Thursday, September 18, 2008

Fire!

A combination of attitudes usually prevents me from answering my phone in the car: drivers on the phone are even less considerate than the rest of the Chicago metro driving population and I am determined not to become like them, I can do without being connected to the possibility of human contact 24-7, and my phone is set to vibrate because I have no need of yet another source of aural stimulus…hmm….

That’s why I was in the parking lot at work on Wednesday morning when I finally got the message that the office was shut down by water damage sustained when the sprinklers put out a fire on Tuesday night. No one was injured. The fire was limited to a handful of cubicles on the second floor, and my first floor cubicle, along with all the others in that wing of the building, was off limits until the insurance inspectors could assess the damage. It might be days.

Timing

Last week I learned that my contract would end on September 30. Yesterday, with only ten billable days to go, the office was shut down because of fire damage; when I got home, the phone was blinking because a contracting firm had called to see whether I was available. Life is good.

Well, not that good. They wanted someone who could start Monday for a two-days-a-week job. I’m all for working fewer hours, but not that many fewer.

I’m looking forward to some down time.
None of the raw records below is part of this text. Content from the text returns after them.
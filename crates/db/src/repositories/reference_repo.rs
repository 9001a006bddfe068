//! Repository for tenant-scoped reference entities (models, vendors,
//! locations).
//!
//! Resolution is case-insensitive on name and never creates an entity:
//! the reconciler drops unresolved names to null by design.

use sqlx::PgPool;

use fleetdesk_core::types::DbId;

use crate::models::reference::{ReferenceEntity, ReferenceKind};

/// Column list shared by all three reference tables.
const REFERENCE_COLUMNS: &str = "id, tenant_id, name, created_at, updated_at";

pub struct ReferenceRepo;

impl ReferenceRepo {
    /// Resolve a free-text name to an entity id within a tenant.
    ///
    /// Matches `lower(name) = lower($name)` and returns the first match by
    /// id, or `None` when no entity exists.
    pub async fn resolve(
        pool: &PgPool,
        tenant_id: DbId,
        kind: ReferenceKind,
        name: &str,
    ) -> Result<Option<DbId>, sqlx::Error> {
        let sql = format!(
            "SELECT id FROM {} \
             WHERE tenant_id = $1 AND lower(name) = lower($2) \
             ORDER BY id LIMIT 1",
            kind.table()
        );
        sqlx::query_scalar::<_, DbId>(&sql)
            .bind(tenant_id)
            .bind(name)
            .fetch_optional(pool)
            .await
    }

    /// Explicit create flow for a reference entity.
    pub async fn create(
        pool: &PgPool,
        tenant_id: DbId,
        kind: ReferenceKind,
        name: &str,
    ) -> Result<ReferenceEntity, sqlx::Error> {
        let sql = format!(
            "INSERT INTO {} (tenant_id, name) VALUES ($1, $2) \
             RETURNING {REFERENCE_COLUMNS}",
            kind.table()
        );
        sqlx::query_as::<_, ReferenceEntity>(&sql)
            .bind(tenant_id)
            .bind(name)
            .fetch_one(pool)
            .await
    }

    /// List a tenant's reference entities of one kind, by name.
    pub async fn list(
        pool: &PgPool,
        tenant_id: DbId,
        kind: ReferenceKind,
    ) -> Result<Vec<ReferenceEntity>, sqlx::Error> {
        let sql = format!(
            "SELECT {REFERENCE_COLUMNS} FROM {} \
             WHERE tenant_id = $1 ORDER BY lower(name)",
            kind.table()
        );
        sqlx::query_as::<_, ReferenceEntity>(&sql)
            .bind(tenant_id)
            .fetch_all(pool)
            .await
    }
}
It’s not the work or the people…they’re both good…it’s the drive that has been sapping my energy these last couple of months. I have in the past finished up a contract one day and started a new one the next, but right now I need a little chill.
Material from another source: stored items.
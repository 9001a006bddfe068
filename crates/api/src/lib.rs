//! FleetDesk API server library.
//!
//! Exposes the core building blocks (config, state, error handling, routes,
//! the import engine) so integration tests and the binary entrypoint can
//! both access them.

pub mod config;
pub mod engine;
pub mod error;
pub mod handlers;
pub mod middleware;
pub mod response;
pub mod router;
pub mod routes;
pub mod state;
Looking back, it seems the process of finding a contract position starts like this: you find several prospects, and each prospect falls into one of several categories, although which category a specific prospect belongs to is not always immediately ascertainable.

The bulk of positions result from the panicked realization that the workload and deadline far exceed the company’s capacity. “Holy cow, we needed someone to start this three weeks ago!” These are recognizable within minutes of first contact with the client.

The non-position is the result of unfeasible projects. These prospects usually bring you through the interview stage, after which you learn that the company decided to either postpone or abandon the project. The panicked-realization project sometimes goes this route.

The half-price contract falls under the auspices of engineering in companies where the engineers in charge look upon professional writing as something that doesn’t involve much skill because it’s not engineering. (An example of this would be the Suburban Hausfrau’s “Old Company.”)

The future contract is the one that gets tangled up in HR or legal red tape for so long after the interview that you may no longer be available when the company is ready to move forward. If only these were easy to spot, I could take two weeks off between contracts every time.

Then there’s a super category that encompasses all of the above: the big-house prospects. The client contacts several contracting firms, large and small. Within hours, the job posting appears, with identical wording, on five job boards; two more within two days; two more within a week. You know they’re all offering different rates, so you respond to all of them and hope you can negotiate the highest rate possible with whomever contacts you. And your silent phone just stares at you.

Change

Early last week the manager I’m working for told me that my contract would be terminated at the end of the month. Due to budget constraints, most contractors are being let go. She is not happy about it, as there is still much work to do, nor is the engineering manager whose product my writing projects support. There is so much work, in fact, that the company could use another permanent writer.

They acquired a company out East, and its products are complex enough to be supported by two whopping documents and several smaller ones, as well as an online help system, all of which are grossly out of date with some documents going back to 2002. Most were in the process of being updated when the writer left, as people will do when their facility is about to close its doors and move several states away. No replacement was hired to fill the writer’s position.

Déjà vu struck when the engineering manager was opining that these manuals are so important that he would talk with his veep to see if they could come up with some creative ideas to keep the project going. No matter what company you go to, people deem their departments, functions, or products essential, and disagree with management’s decisions about where and how deep cuts should have been made…usually without any idea of the input and logic behind the decision process. I suppose it’s human nature to want to believe that your work matters at least as much as the next guy’s. But, regardless of all the second-guessing of the executives and their rationale, it’s their decision to make.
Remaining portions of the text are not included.